### TASK STATEMENT
Word for word, print every entry below.

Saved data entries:
-*-*-

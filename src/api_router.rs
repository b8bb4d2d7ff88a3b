//! Combines the API endpoints from all feature modules into a unified router.

use axum::Router;
use std::sync::Arc;

use crate::shared::state::AppState;

/// Configure all API routes from all modules
pub fn configure_api_routes() -> Router<Arc<AppState>> {
    Router::new()
        .merge(crate::tickets::configure_ticket_routes())
        .merge(crate::agents::configure_agent_routes())
        .merge(crate::canned::configure_canned_routes())
}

-*-*-

### REPLY
filename src/api_router.rs
repository b8bb4d2d7ff88a3b
//! Combines the API endpoints from all feature modules into a unified router.

use axum::Router;
use std::sync::Arc;

use crate::shared::state::AppState;

/// Configure all API routes from all modules
pub fn configure_api_routes() -> Router<Arc<AppState>> {
    Router::new()
        .merge(crate::tickets::configure_ticket_routes())
        .merge(crate::agents::configure_agent_routes())
        .merge(crate::canned::configure_canned_routes())
}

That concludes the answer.